Stored data:
※

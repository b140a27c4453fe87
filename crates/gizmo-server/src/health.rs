//! Readiness probes and shutdown drain coordination.
//!
//! Three variants implement [`HealthCheck`]:
//!
//! | Variant | Ready | Draining | Stop waits for |
//! |---|---|---|---|
//! | [`SimpleHealthCheck`] | `200 ok-<name>` | `200 ok-<name>` | idle monitor |
//! | [`LoadBalancerHealthCheck`] | `200 ok-<name>` | `503 service unavailable` | idle monitor and every caller released |
//! | [`CustomHealthCheck`] | application handler | application handler | idle monitor |
//!
//! Every `stop` is bounded by the shutdown timeout and reports
//! [`ServerError::ShutdownTimeout`] when the deadline passes first.

use std::collections::HashMap;
use std::future::Future;
use std::sync::atomic::{AtomicBool, Ordering};
use std::sync::Arc;
use std::time::Duration;

use futures_util::future::BoxFuture;
use futures_util::FutureExt;
use http::StatusCode;
use parking_lot::Mutex;
use tokio::time::Instant;

use gizmo_config::{HealthCheckKind, ServerConfig};
use gizmo_core::codec::text_response;
use gizmo_core::query::has_query_param;
use gizmo_core::{Request, RequestContext, Response};

use crate::activity::ActivityMonitor;
use crate::error::{ServerError, ServerResult};
use crate::router::{handler_fn, Handler};

/// Body of a not-ready probe response.
pub const NOT_READY_BODY: &str = "service unavailable\n";

/// Query parameter marking operator probes, which are left out of caller
/// bookkeeping.
pub const DEPLOYER_PARAM: &str = "deployer";

/// Readiness reporting and drain participation.
pub trait HealthCheck: Send + Sync + 'static {
    /// Path the probe is served on.
    fn path(&self) -> &str;

    /// Marks the check ready and hands it the server's monitor.
    fn start(&self, monitor: ActivityMonitor);

    /// Answers one probe.
    fn serve(&self, ctx: RequestContext, request: Request) -> BoxFuture<'_, Response>;

    /// Turns not-ready and waits until the server may close its listeners.
    fn stop(&self) -> BoxFuture<'_, ServerResult<()>>;

    /// Whether the check currently reports ready.
    fn is_ready(&self) -> bool;
}

/// Shutdown timing shared by every variant.
#[derive(Debug, Clone, Copy, PartialEq, Eq)]
pub struct DrainSettings {
    /// Hard deadline for `stop`.
    pub shutdown_timeout: Duration,
    /// How often drain state is re-checked.
    pub poll_interval: Duration,
}

impl Default for DrainSettings {
    fn default() -> Self {
        Self {
            shutdown_timeout: Duration::from_secs(180),
            poll_interval: Duration::from_secs(1),
        }
    }
}

impl DrainSettings {
    /// Reads `GIZMO_SHUTDOWN_TIMEOUT` and `GIZMO_POLL_INTERVAL`.
    pub fn from_config(config: &ServerConfig) -> Self {
        Self {
            shutdown_timeout: config.shutdown_timeout,
            poll_interval: config.poll_interval,
        }
    }
}

/// Builds the configured variant. `custom` has to be supplied by the
/// application, so it is rejected here.
pub fn from_config(config: &ServerConfig) -> ServerResult<Arc<dyn HealthCheck>> {
    let path = config.health_check_path();
    let drain = DrainSettings::from_config(config);
    match config.health_check_type {
        HealthCheckKind::Simple => Ok(Arc::new(
            SimpleHealthCheck::new(path, &config.server_name).with_drain(drain),
        )),
        HealthCheckKind::Lb => Ok(Arc::new(
            LoadBalancerHealthCheck::new(path, &config.server_name)
                .with_grace(config.lb_grace_duration)
                .with_drain(drain),
        )),
        HealthCheckKind::Custom => Err(ServerError::Config(
            "health check type 'custom' needs a handler from the application".to_string(),
        )),
    }
}

/// Polls until the monitor is idle and `released` holds, or the deadline
/// passes.
async fn drain(
    monitor: Option<ActivityMonitor>,
    settings: DrainSettings,
    released: impl Fn() -> bool + Send + Sync,
) -> ServerResult<()> {
    let poll_interval = settings.poll_interval.max(Duration::from_millis(1));
    let poll = async {
        loop {
            let active = monitor.as_ref().map_or(0, ActivityMonitor::count);
            if active == 0 && released() {
                return;
            }
            tracing::debug!(active, "waiting for requests to drain");
            tokio::time::sleep(poll_interval).await;
        }
    };

    match tokio::time::timeout(settings.shutdown_timeout, poll).await {
        Ok(()) => Ok(()),
        Err(_) => {
            let active = monitor.as_ref().map_or(0, ActivityMonitor::count);
            tracing::warn!(
                active,
                timeout = ?settings.shutdown_timeout,
                "shutdown deadline passed before drain finished"
            );
            Err(ServerError::ShutdownTimeout {
                timeout: settings.shutdown_timeout,
                active,
            })
        }
    }
}

fn ok_body(server_name: &str) -> Response {
    text_response(StatusCode::OK, format!("ok-{server_name}"))
}

/// Always reports ok, before and after `stop`.
#[derive(Debug)]
pub struct SimpleHealthCheck {
    path: String,
    server_name: String,
    drain: DrainSettings,
    monitor: Mutex<Option<ActivityMonitor>>,
    started: AtomicBool,
}

impl SimpleHealthCheck {
    /// Serves `ok-<server_name>` on `path`.
    pub fn new(path: impl Into<String>, server_name: impl Into<String>) -> Self {
        Self {
            path: path.into(),
            server_name: server_name.into(),
            drain: DrainSettings::default(),
            monitor: Mutex::new(None),
            started: AtomicBool::new(false),
        }
    }

    /// Overrides the drain timing.
    #[must_use]
    pub fn with_drain(mut self, drain: DrainSettings) -> Self {
        self.drain = drain;
        self
    }
}

impl HealthCheck for SimpleHealthCheck {
    fn path(&self) -> &str {
        &self.path
    }

    fn start(&self, monitor: ActivityMonitor) {
        *self.monitor.lock() = Some(monitor);
        self.started.store(true, Ordering::SeqCst);
    }

    fn serve(&self, _ctx: RequestContext, _request: Request) -> BoxFuture<'_, Response> {
        async move { ok_body(&self.server_name) }.boxed()
    }

    fn stop(&self) -> BoxFuture<'_, ServerResult<()>> {
        let monitor = self.monitor.lock().clone();
        drain(monitor, self.drain, || true).boxed()
    }

    fn is_ready(&self) -> bool {
        self.started.load(Ordering::SeqCst)
    }
}

/// Coordinates shutdown with external load balancers.
///
/// Each probing caller is remembered by IP. Once draining, the first 503
/// served to a caller is timestamped; the caller is released when that
/// timestamp is older than the grace duration. `stop` finishes when every
/// remembered caller is released and no request is in flight.
///
/// A check that was never probed has no callers and releases immediately.
#[derive(Debug)]
pub struct LoadBalancerHealthCheck {
    path: String,
    server_name: String,
    grace: Duration,
    drain: DrainSettings,
    ready: AtomicBool,
    monitor: Mutex<Option<ActivityMonitor>>,
    not_ready_since: Mutex<HashMap<String, Option<Instant>>>,
}

impl LoadBalancerHealthCheck {
    /// Serves `ok-<server_name>` on `path` while ready.
    pub fn new(path: impl Into<String>, server_name: impl Into<String>) -> Self {
        Self {
            path: path.into(),
            server_name: server_name.into(),
            grace: Duration::from_secs(15),
            drain: DrainSettings::default(),
            ready: AtomicBool::new(false),
            monitor: Mutex::new(None),
            not_ready_since: Mutex::new(HashMap::new()),
        }
    }

    /// Sets how long a caller must have seen not-ready before release.
    #[must_use]
    pub fn with_grace(mut self, grace: Duration) -> Self {
        self.grace = grace;
        self
    }

    /// Overrides the drain timing.
    #[must_use]
    pub fn with_drain(mut self, drain: DrainSettings) -> Self {
        self.drain = drain;
        self
    }

    /// Number of callers being tracked.
    pub fn callers(&self) -> usize {
        self.not_ready_since.lock().len()
    }

    fn observe(&self, caller: &str, ready: bool) {
        let mut callers = self.not_ready_since.lock();
        let since = callers.entry(caller.to_string()).or_insert(None);
        if !ready && since.is_none() {
            tracing::debug!(caller, "caller observed not-ready");
            *since = Some(Instant::now());
        }
    }

    fn released(&self) -> bool {
        let grace = self.grace;
        self.not_ready_since
            .lock()
            .values()
            .all(|since| since.is_some_and(|t| t.elapsed() >= grace))
    }
}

※

-- WORK REQUEST --
For the word "AtomicBool", show every line of the entries that holds it.

-- SOLUTION BELOW --
use std::sync::atomic::{AtomicBool, Ordering};
    started: AtomicBool,
            started: AtomicBool::new(false),
    ready: AtomicBool,
            ready: AtomicBool::new(false),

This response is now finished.